To do: Return the records exactly, from the first line through the "pub const EXIT_DIAGNOSTICS: i32 = 65;" line.

Records from a dataset:
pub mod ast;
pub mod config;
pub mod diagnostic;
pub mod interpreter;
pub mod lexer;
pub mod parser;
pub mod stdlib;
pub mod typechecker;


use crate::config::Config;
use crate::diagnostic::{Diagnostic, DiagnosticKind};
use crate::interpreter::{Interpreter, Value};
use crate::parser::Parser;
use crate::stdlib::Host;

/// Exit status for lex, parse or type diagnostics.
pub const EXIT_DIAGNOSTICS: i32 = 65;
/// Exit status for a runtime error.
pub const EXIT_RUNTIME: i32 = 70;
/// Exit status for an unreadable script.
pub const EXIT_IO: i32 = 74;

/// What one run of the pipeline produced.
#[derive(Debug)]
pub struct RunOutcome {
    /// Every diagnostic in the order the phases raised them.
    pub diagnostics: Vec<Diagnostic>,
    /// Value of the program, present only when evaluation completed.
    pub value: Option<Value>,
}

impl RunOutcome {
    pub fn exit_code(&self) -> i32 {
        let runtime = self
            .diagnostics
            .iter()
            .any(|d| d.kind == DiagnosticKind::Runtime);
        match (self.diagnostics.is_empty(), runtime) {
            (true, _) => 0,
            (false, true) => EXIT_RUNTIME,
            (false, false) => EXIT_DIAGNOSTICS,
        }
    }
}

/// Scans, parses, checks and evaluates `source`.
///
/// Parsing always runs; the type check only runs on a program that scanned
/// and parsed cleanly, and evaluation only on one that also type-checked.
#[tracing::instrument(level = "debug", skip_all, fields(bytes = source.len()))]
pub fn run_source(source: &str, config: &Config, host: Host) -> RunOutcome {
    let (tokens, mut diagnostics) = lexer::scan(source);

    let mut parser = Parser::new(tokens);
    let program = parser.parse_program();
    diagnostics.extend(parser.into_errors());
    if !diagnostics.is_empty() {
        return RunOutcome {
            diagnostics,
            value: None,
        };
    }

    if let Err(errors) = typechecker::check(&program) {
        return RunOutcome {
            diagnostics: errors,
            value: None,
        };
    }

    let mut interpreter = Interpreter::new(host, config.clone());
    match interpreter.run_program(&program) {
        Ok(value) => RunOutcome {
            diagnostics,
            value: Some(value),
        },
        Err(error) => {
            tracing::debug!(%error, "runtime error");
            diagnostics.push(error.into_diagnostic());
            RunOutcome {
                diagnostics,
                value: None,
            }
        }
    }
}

Answer to this task:
pub mod ast;
pub mod config;
pub mod diagnostic;
pub mod interpreter;
pub mod lexer;
pub mod parser;
pub mod stdlib;
pub mod typechecker;


use crate::config::Config;
use crate::diagnostic::{Diagnostic, DiagnosticKind};
use crate::interpreter::{Interpreter, Value};
use crate::parser::Parser;
use crate::stdlib::Host;

/// Exit status for lex, parse or type diagnostics.
pub const EXIT_DIAGNOSTICS: i32 = 65;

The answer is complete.